### [Brief]
Set down exactly the lines from the one containing "let client = realtime_client();" through the last line of the records below, both included, and nothing else.

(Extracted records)
◇ ◇ ◇ ◇ ◇ ◇ ◇
//! User roles.

use serde::{Deserialize, Serialize};

/// Account role controlling access to the operations dashboard.
///
/// Stored in `PostgreSQL` as the `user_role` enum and in sessions as
/// snake_case JSON.
#[derive(Debug, Clone, Copy, PartialEq, Eq, Hash, Serialize, Deserialize)]
#[cfg_attr(feature = "postgres", derive(sqlx::Type))]
#[cfg_attr(
    feature = "postgres",
    sqlx(type_name = "user_role", rename_all = "snake_case")
)]
#[serde(rename_all = "snake_case")]
pub enum Role {
    /// Operations staff: full dashboard and presence-channel access.
    Admin,
    /// Regular customer: tracking and own support channel only.
    Customer,
}

impl Role {
    /// Whether this role grants dashboard access.
    #[must_use]
    pub const fn is_admin(self) -> bool {
        matches!(self, Self::Admin)
    }
}

impl std::fmt::Display for Role {
    fn fmt(&self, f: &mut std::fmt::Formatter<'_>) -> std::fmt::Result {
        match self {
            Self::Admin => write!(f, "admin"),
            Self::Customer => write!(f, "customer"),
        }
    }
}

impl std::str::FromStr for Role {
    type Err = String;

    fn from_str(s: &str) -> Result<Self, Self::Err> {
        match s {
            "admin" => Ok(Self::Admin),
            "customer" => Ok(Self::Customer),
            _ => Err(format!("invalid role: {s}")),
        }
    }
}

#[cfg(test)]
mod tests {
    use super::*;

    #[test]
    fn test_round_trip_through_str() {
        for role in [Role::Admin, Role::Customer] {
            let parsed: Role = role.to_string().parse().expect("parses back");
            assert_eq!(parsed, role);
        }
    }

    #[test]
    fn test_is_admin() {
        assert!(Role::Admin.is_admin());
        assert!(!Role::Customer.is_admin());
    }

    #[test]
    fn test_rejects_unknown() {
        assert!("superuser".parse::<Role>().is_err());
    }
}
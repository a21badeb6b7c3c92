//! Integration tests for the channel-access gate and token signing.
//!
//! These cover the authorization matrix end to end: parse, decide, sign.

use freightline_integration_tests::{admin_session, customer_session, realtime_client};
use freightline_web::services::realtime::{GateDenied, authorize};

// =============================================================================
// Denial Matrix
// =============================================================================

#[test]
fn test_every_channel_requires_a_session() {
    for channel in ["presence-ops", "admin-1", "admin-", "unrelated"] {
        assert_eq!(
            authorize(channel, None),
            Err(GateDenied::Unauthenticated),
            "channel {channel} must 401 without a session"
        );
    }
}

#[test]
fn test_presence_channel_rejects_customers() {
    let customer = customer_session(5);
    assert_eq!(
        authorize("presence-ops", Some(&customer)),
        Err(GateDenied::Forbidden)
    );
}

#[test]
fn test_admin_channel_rejects_everyone_but_the_owner() {
    let owner = customer_session(123);

    assert!(authorize("admin-123", Some(&owner)).is_ok());
    assert_eq!(
        authorize("admin-124", Some(&owner)),
        Err(GateDenied::Forbidden)
    );

    // Even operations staff cannot join another user's channel
    let admin = admin_session(7, Some("Avery"));
    assert_eq!(
        authorize("admin-123", Some(&admin)),
        Err(GateDenied::Forbidden)
    );
}

#[test]
fn test_admin_channel_suffix_is_matched_in_full() {
    // A name like admin-123extra belongs to nobody; the id must parse whole
    let owner = customer_session(123);
    assert_eq!(
        authorize("admin-123extra", Some(&owner)),
        Err(GateDenied::Forbidden)
    );
    assert_eq!(
        authorize("admin-0123x", Some(&owner)),
        Err(GateDenied::Forbidden)
    );
}

#[test]
fn test_unknown_channel_shapes_are_forbidden() {
    let admin = admin_session(1, None);
    for channel in ["private-ops", "presence", "admin", "cache-anything", ""] {
        assert_eq!(
            authorize(channel, Some(&admin)),
            Err(GateDenied::Forbidden),
            "channel {channel:?} must not authorize"
        );
    }
}

// =============================================================================
// Token Contents
// =============================================================================

#[test]
fn test_presence_token_metadata_uses_session_name() {
    let admin = admin_session(9, Some("Avery"));
    let grant = authorize("presence-ops", Some(&admin)).expect("admin joins presence");
    let auth = realtime_client()
        .sign_subscription("81.9944", &grant)
        .expect("signs");

    let data: serde_json::Value =
        serde_json::from_str(&auth.channel_data.expect("presence has channel_data"))
            .expect("channel_data is JSON");
    assert_eq!(data["user_id"], "9");
    assert_eq!(data["user_info"]["name"], "Avery");
    assert_eq!(data["user_info"]["email"], "avery@freightline.dev");
    assert_eq!(data["user_info"]["role"], "admin");
}

#[test]
fn test_presence_token_name_falls_back_to_agent() {
    let unnamed = admin_session(9, None);
    let grant = authorize("presence-ops", Some(&unnamed)).expect("admin joins presence");
    let auth = realtime_client()
        .sign_subscription("81.9944", &grant)
        .expect("signs");

    let data: serde_json::Value =
        serde_json::from_str(&auth.channel_data.expect("presence has channel_data"))
            .expect("channel_data is JSON");
    assert_eq!(data["user_info"]["name"], "Agent");
}

#[test]
fn test_private_token_has_no_metadata() {
    let owner = customer_session(42);
    let grant = authorize("admin-42", Some(&owner)).expect("owner joins own channel");
    let auth = realtime_client()
        .sign_subscription("81.9944", &grant)
        .expect("signs");

    assert!(auth.channel_data.is_none());
    let json = serde_json::to_value(&auth).expect("serializes");
    assert!(json.get("channel_data").is_none(), "absent, not null");
}

#[test]
fn test_token_is_key_colon_hex_and_deterministic() {
    let owner = customer_session(42);
    let grant = authorize("admin-42", Some(&owner)).expect("owner joins own channel");
    let client = realtime_client();

    let first = client.sign_subscription("81.9944", &grant).expect("signs");
    let second = client.sign_subscription("81.9944", &grant).expect("signs");
    assert_eq!(first.auth, second.auth, "pure function of its inputs");

    let (key, signature) = first.auth.split_once(':').expect("key:signature");
    assert_eq!(key, "test_public_key");
    assert_eq!(signature.len(), 64);
    assert!(signature.bytes().all(|b| b.is_ascii_hexdigit()));
}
◇ ◇ ◇ ◇ ◇ ◇ ◇
### [Reply to the exercise]
    let client = realtime_client();

    let first = client.sign_subscription("81.9944", &grant).expect("signs");
    let second = client.sign_subscription("81.9944", &grant).expect("signs");
    assert_eq!(first.auth, second.auth, "pure function of its inputs");

    let (key, signature) = first.auth.split_once(':').expect("key:signature");
    assert_eq!(key, "test_public_key");
    assert_eq!(signature.len(), 64);
    assert!(signature.bytes().all(|b| b.is_ascii_hexdigit()));
}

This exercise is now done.